____ Given data
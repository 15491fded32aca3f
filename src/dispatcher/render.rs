//! Rendering validated arguments into an upstream request.

use crate::catalog::{
    ArgumentLocation, ArgumentSpec, ArgumentType, OperationDescriptor, ValidatedArguments,
};
use crate::error::{AdapterResult, ValidationError};
use crate::upstream::UpstreamRequest;
use serde_json::{Map, Value};

/// Build the upstream request for `descriptor` from validated arguments.
///
/// Path placeholders are substituted and percent-encoded, filter clauses are joined
/// with `AND` into the endpoint's filter parameter, and enumerated labels are
/// replaced by their wire values. Control arguments are not rendered.
pub fn render_request(
    descriptor: &OperationDescriptor,
    args: &ValidatedArguments,
) -> AdapterResult<UpstreamRequest> {
    let endpoint = &descriptor.endpoint;

    let mut path = endpoint.path.clone();
    for placeholder in endpoint.placeholders() {
        let value = args
            .get(placeholder)
            .ok_or_else(|| ValidationError::missing_required(placeholder))?;
        let rendered = scalar_text(value);
        path = path.replace(
            &format!("{{{placeholder}}}"),
            &urlencoding::encode(&rendered),
        );
    }

    let mut request = UpstreamRequest::new(endpoint.method, path);
    let mut clauses = Vec::new();
    let mut body = Map::new();

    for spec in &descriptor.arguments {
        let Some(value) = args.get(&spec.name) else {
            continue;
        };
        match &spec.location {
            ArgumentLocation::Path | ArgumentLocation::Control => {}
            ArgumentLocation::Query { param } => {
                request.set_query(param.as_str(), scalar_text(&to_wire(&spec.arg_type, value)));
            }
            ArgumentLocation::Body { field } => {
                body.insert(field.clone(), to_wire(&spec.arg_type, value));
            }
            ArgumentLocation::Filter { field } => {
                clauses.push(filter_clause(field, &to_wire(&spec.arg_type, value)));
            }
            ArgumentLocation::FilterExpression => {
                if let Some(expression) = value.as_str() {
                    clauses.push(expression.trim().to_string());
                }
            }
        }
    }

    if !clauses.is_empty() {
        request.set_query(
            endpoint.filter_param.as_str(),
            format!("\"{}\"", clauses.join(" AND ")),
        );
    }
    if endpoint.method.has_body() {
        request.body = Some(Value::Object(body));
    }

    Ok(request)
}

/// Replace enumerated labels by their wire values, recursing into sub-schemas.
pub fn to_wire(arg_type: &ArgumentType, value: &Value) -> Value {
    match (arg_type, value) {
        (ArgumentType::Enum(variants), Value::String(label)) => variants
            .iter()
            .find(|variant| &variant.label == label)
            .map(|variant| variant.wire.clone())
            .unwrap_or_else(|| value.clone()),
        (ArgumentType::Object(fields), Value::Object(object)) => Value::Object(
            object
                .iter()
                .map(|(name, nested)| {
                    let wire = fields
                        .iter()
                        .find(|spec: &&ArgumentSpec| &spec.name == name)
                        .map(|spec| to_wire(&spec.arg_type, nested))
                        .unwrap_or_else(|| nested.clone());
                    (name.clone(), wire)
                })
                .collect(),
        ),
        (ArgumentType::Array(items), Value::Array(array)) => {
            Value::Array(array.iter().map(|item| to_wire(items, item)).collect())
        }
        _ => value.clone(),
    }
}

/// `field:value`, with strings single-quoted.
fn filter_clause(field: &str, value: &Value) -> String {
    match value {
        Value::String(text) => format!("{field}:'{}'", text.trim().replace('\'', "\\'")),
        other => format!("{field}:{}", scalar_text(other)),
    }
}

fn scalar_text(value: &Value) -> String {
    match value {
        Value::String(text) => text.clone(),
        other => other.to_string(),
    }
}
impl OperationBuilder {
    pub fn description(mut self, text: impl Into<String>) -> Self {
        self.descriptor.description = text.into();
        self
    }

    pub fn argument(mut self, spec: ArgumentSpec) -> Self {
        self.descriptor.arguments.push(spec);
        self
    }

    /// Require at least one of the named arguments.
    pub fn at_least_one_of(mut self, names: &[&str]) -> Self {
        self.descriptor
            .constraints
            .push(ArgumentConstraint::AtLeastOneOf(
                names.iter().map(|n| n.to_string()).collect(),
            ));
        self
    }

    /// Query parameter that carries rendered filter clauses (default `query`).
    pub fn filter_param(mut self, param: impl Into<String>) -> Self {
        self.descriptor.endpoint.filter_param = param.into();
        self
    }

    /// Key of the response envelope that wraps the entity or collection.
    pub fn envelope(mut self, key: impl Into<String>) -> Self {
        self.descriptor.response.envelope_key = Some(key.into());
        self
    }

    /// Fields relayed for each entity.
    pub fn fields(mut self, fields: &[(&str, FieldKind)]) -> Self {
        self.descriptor.response.fields.extend(
            fields
                .iter()
                .map(|(name, kind)| ResponseField::new(*name, *kind)),
        );
        self
    }

    /// Relay only collection items whose `field` equals `value`.
    pub fn retain(mut self, field: impl Into<String>, value: Value) -> Self {
        self.descriptor.response.retain = Some(FieldMatch {
            field: field.into(),
            equals: value,
        });
        self
    }

    /// Add a portal URL under `field`, built from `path` and the entity's fields.
    pub fn portal_link(mut self, field: impl Into<String>, path: impl Into<String>) -> Self {
        self.descriptor.response.links.push(PortalLink {
            field: field.into(),
            path: path.into(),
        });
        self
    }

    pub fn cardinality(mut self, cardinality: Cardinality) -> Self {
        self.descriptor.response.cardinality = cardinality;
        self
    }

    /// Page-number pagination, adding the `page` and `per_page` control arguments.
    pub fn paginate_pages(
        mut self,
        per_page: u32,
        max_pages: Option<usize>,
        next: NextPageSignal,
    ) -> Self {
        self.descriptor.pagination = PaginationPolicy::PageNumber {
            per_page,
            max_pages,
            next,
        };
        self.descriptor.response.cardinality = Cardinality::Many;
        self.descriptor.arguments.push(
            ArgumentSpec::integer("page")
                .min(1)
                .control()
                .describe("Fetch only this page; omit to walk all pages"),
        );
        self.descriptor.arguments.push(
            ArgumentSpec::integer("per_page")
                .min(1)
                .max(i64::from(per_page.max(100)))
                .control()
                .describe("Items requested per page"),
        );
        self
    }

    /// Offset/limit pagination, adding the `page` control argument.
    pub fn paginate_offset(
        mut self,
        offset_param: impl Into<String>,
        limit_param: impl Into<String>,
        limit: u32,
        max_pages: Option<usize>,
    ) -> Self {
        self.descriptor.pagination = PaginationPolicy::OffsetLimit {
            offset_param: offset_param.into(),
            limit_param: limit_param.into(),
            limit,
            max_pages,
        };
        self.descriptor.response.cardinality = Cardinality::Many;
        self.descriptor.arguments.push(
            ArgumentSpec::integer("page")
                .min(1)
                .control()
                .describe("Fetch only this batch; omit to walk all batches"),
        );
        self
    }

    pub fn fan_out(mut self, fan_out: FanOut) -> Self {
        self.descriptor.fan_out = Some(fan_out);
        self
    }

    pub fn build(self) -> OperationDescriptor {
        self.descriptor
    }
}

/// Declared type of an argument.
#[derive(Debug, Clone, PartialEq)]
pub enum ArgumentType {
    String,
    Integer {
        minimum: Option<i64>,
        maximum: Option<i64>,
    },
    Boolean,
    /// RFC 3339 timestamp, carried as a string
    DateTime,
    /// Closed set of labels, each with the value sent upstream
    Enum(Vec<EnumVariant>),
    /// Named sub-schema
    Object(Vec<ArgumentSpec>),
    Array(Box<ArgumentType>),
}

impl ArgumentType {
    /// Enumeration from `(label, wire value)` pairs.
    pub fn enumeration(variants: &[(&str, Value)]) -> Self {
        ArgumentType::Enum(
            variants
                .iter()
                .map(|(label, wire)| EnumVariant {
                    label: label.to_string(),
                    wire: wire.clone(),
                })
                .collect(),
        )
    }
}

/// One label of an enumerated argument.
#[derive(Debug, Clone, PartialEq)]
pub struct EnumVariant {
    /// Label accepted from callers
    pub label: String,
    /// Value rendered into the upstream request
    pub wire: Value,
}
________
Each line of the data must be set down again as it is.

[Exercise output]
repository 15491fded32aca3f
filename src/dispatcher/render.rs
//! Rendering validated arguments into an upstream request.

use crate::catalog::{
    ArgumentLocation, ArgumentSpec, ArgumentType, OperationDescriptor, ValidatedArguments,
};
use crate::error::{AdapterResult, ValidationError};
use crate::upstream::UpstreamRequest;
use serde_json::{Map, Value};

/// Build the upstream request for `descriptor` from validated arguments.
///
/// Path placeholders are substituted and percent-encoded, filter clauses are joined
/// with `AND` into the endpoint's filter parameter, and enumerated labels are
/// replaced by their wire values. Control arguments are not rendered.
pub fn render_request(
    descriptor: &OperationDescriptor,
    args: &ValidatedArguments,
) -> AdapterResult<UpstreamRequest> {
    let endpoint = &descriptor.endpoint;

    let mut path = endpoint.path.clone();
    for placeholder in endpoint.placeholders() {
        let value = args
            .get(placeholder)
            .ok_or_else(|| ValidationError::missing_required(placeholder))?;
        let rendered = scalar_text(value);
        path = path.replace(
            &format!("{{{placeholder}}}"),
            &urlencoding::encode(&rendered),
        );
    }

    let mut request = UpstreamRequest::new(endpoint.method, path);
    let mut clauses = Vec::new();
    let mut body = Map::new();

    for spec in &descriptor.arguments {
        let Some(value) = args.get(&spec.name) else {
            continue;
        };
        match &spec.location {
            ArgumentLocation::Path | ArgumentLocation::Control => {}
            ArgumentLocation::Query { param } => {
                request.set_query(param.as_str(), scalar_text(&to_wire(&spec.arg_type, value)));
            }
            ArgumentLocation::Body { field } => {
                body.insert(field.clone(), to_wire(&spec.arg_type, value));
            }
            ArgumentLocation::Filter { field } => {
                clauses.push(filter_clause(field, &to_wire(&spec.arg_type, value)));
            }
            ArgumentLocation::FilterExpression => {
                if let Some(expression) = value.as_str() {
                    clauses.push(expression.trim().to_string());
                }
            }
        }
    }

    if !clauses.is_empty() {
        request.set_query(
            endpoint.filter_param.as_str(),
            format!("\"{}\"", clauses.join(" AND ")),
        );
    }
    if endpoint.method.has_body() {
        request.body = Some(Value::Object(body));
    }

    Ok(request)
}

/// Replace enumerated labels by their wire values, recursing into sub-schemas.
pub fn to_wire(arg_type: &ArgumentType, value: &Value) -> Value {
    match (arg_type, value) {
        (ArgumentType::Enum(variants), Value::String(label)) => variants
            .iter()
            .find(|variant| &variant.label == label)
            .map(|variant| variant.wire.clone())
            .unwrap_or_else(|| value.clone()),
        (ArgumentType::Object(fields), Value::Object(object)) => Value::Object(
            object
                .iter()
                .map(|(name, nested)| {
                    let wire = fields
                        .iter()
                        .find(|spec: &&ArgumentSpec| &spec.name == name)
                        .map(|spec| to_wire(&spec.arg_type, nested))
                        .unwrap_or_else(|| nested.clone());
                    (name.clone(), wire)
                })
                .collect(),
        ),
        (ArgumentType::Array(items), Value::Array(array)) => {
            Value::Array(array.iter().map(|item| to_wire(items, item)).collect())
        }
        _ => value.clone(),
    }
}

/// `field:value`, with strings single-quoted.
fn filter_clause(field: &str, value: &Value) -> String {
    match value {
        Value::String(text) => format!("{field}:'{}'", text.trim().replace('\'', "\\'")),
        other => format!("{field}:{}", scalar_text(other)),
    }
}

fn scalar_text(value: &Value) -> String {
    match value {
        Value::String(text) => text.clone(),
        other => other.to_string(),
    }
}
impl OperationBuilder {
    pub fn description(mut self, text: impl Into<String>) -> Self {
        self.descriptor.description = text.into();
        self
    }

    pub fn argument(mut self, spec: ArgumentSpec) -> Self {
        self.descriptor.arguments.push(spec);
        self
    }

    /// Require at least one of the named arguments.
    pub fn at_least_one_of(mut self, names: &[&str]) -> Self {
        self.descriptor
            .constraints
            .push(ArgumentConstraint::AtLeastOneOf(
                names.iter().map(|n| n.to_string()).collect(),
            ));
        self
    }

    /// Query parameter that carries rendered filter clauses (default `query`).
    pub fn filter_param(mut self, param: impl Into<String>) -> Self {
        self.descriptor.endpoint.filter_param = param.into();
        self
    }

    /// Key of the response envelope that wraps the entity or collection.
    pub fn envelope(mut self, key: impl Into<String>) -> Self {
        self.descriptor.response.envelope_key = Some(key.into());
        self
    }

    /// Fields relayed for each entity.
    pub fn fields(mut self, fields: &[(&str, FieldKind)]) -> Self {
        self.descriptor.response.fields.extend(
            fields
                .iter()
                .map(|(name, kind)| ResponseField::new(*name, *kind)),
        );
        self
    }

    /// Relay only collection items whose `field` equals `value`.
    pub fn retain(mut self, field: impl Into<String>, value: Value) -> Self {
        self.descriptor.response.retain = Some(FieldMatch {
            field: field.into(),
            equals: value,
        });
        self
    }

    /// Add a portal URL under `field`, built from `path` and the entity's fields.
    pub fn portal_link(mut self, field: impl Into<String>, path: impl Into<String>) -> Self {
        self.descriptor.response.links.push(PortalLink {
            field: field.into(),
            path: path.into(),
        });
        self
    }

    pub fn cardinality(mut self, cardinality: Cardinality) -> Self {
        self.descriptor.response.cardinality = cardinality;
        self
    }

    /// Page-number pagination, adding the `page` and `per_page` control arguments.
    pub fn paginate_pages(
        mut self,
        per_page: u32,
        max_pages: Option<usize>,
        next: NextPageSignal,
    ) -> Self {
        self.descriptor.pagination = PaginationPolicy::PageNumber {
            per_page,
            max_pages,
            next,
        };
        self.descriptor.response.cardinality = Cardinality::Many;
        self.descriptor.arguments.push(
            ArgumentSpec::integer("page")
                .min(1)
                .control()
                .describe("Fetch only this page; omit to walk all pages"),
        );
        self.descriptor.arguments.push(
            ArgumentSpec::integer("per_page")
                .min(1)
                .max(i64::from(per_page.max(100)))
                .control()
                .describe("Items requested per page"),
        );
        self
    }

    /// Offset/limit pagination, adding the `page` control argument.
    pub fn paginate_offset(
        mut self,
        offset_param: impl Into<String>,
        limit_param: impl Into<String>,
        limit: u32,
        max_pages: Option<usize>,
    ) -> Self {
        self.descriptor.pagination = PaginationPolicy::OffsetLimit {
            offset_param: offset_param.into(),
            limit_param: limit_param.into(),
            limit,
            max_pages,
        };
        self.descriptor.response.cardinality = Cardinality::Many;
        self.descriptor.arguments.push(
            ArgumentSpec::integer("page")
                .min(1)
                .control()
                .describe("Fetch only this batch; omit to walk all batches"),
        );
        self
    }

    pub fn fan_out(mut self, fan_out: FanOut) -> Self {
        self.descriptor.fan_out = Some(fan_out);
        self
    }

    pub fn build(self) -> OperationDescriptor {
        self.descriptor
    }
}

/// Declared type of an argument.
#[derive(Debug, Clone, PartialEq)]
pub enum ArgumentType {
    String,
    Integer {
        minimum: Option<i64>,
        maximum: Option<i64>,
    },
    Boolean,
    /// RFC 3339 timestamp, carried as a string
    DateTime,
    /// Closed set of labels, each with the value sent upstream
    Enum(Vec<EnumVariant>),
    /// Named sub-schema
    Object(Vec<ArgumentSpec>),
    Array(Box<ArgumentType>),
}

impl ArgumentType {
    /// Enumeration from `(label, wire value)` pairs.
    pub fn enumeration(variants: &[(&str, Value)]) -> Self {
        ArgumentType::Enum(
            variants
                .iter()
                .map(|(label, wire)| EnumVariant {
                    label: label.to_string(),
                    wire: wire.clone(),
                })
                .collect(),
        )
    }
}

/// One label of an enumerated argument.
#[derive(Debug, Clone, PartialEq)]
pub struct EnumVariant {
    /// Label accepted from callers
    pub label: String,
    /// Value rendered into the upstream request
    pub wire: Value,
}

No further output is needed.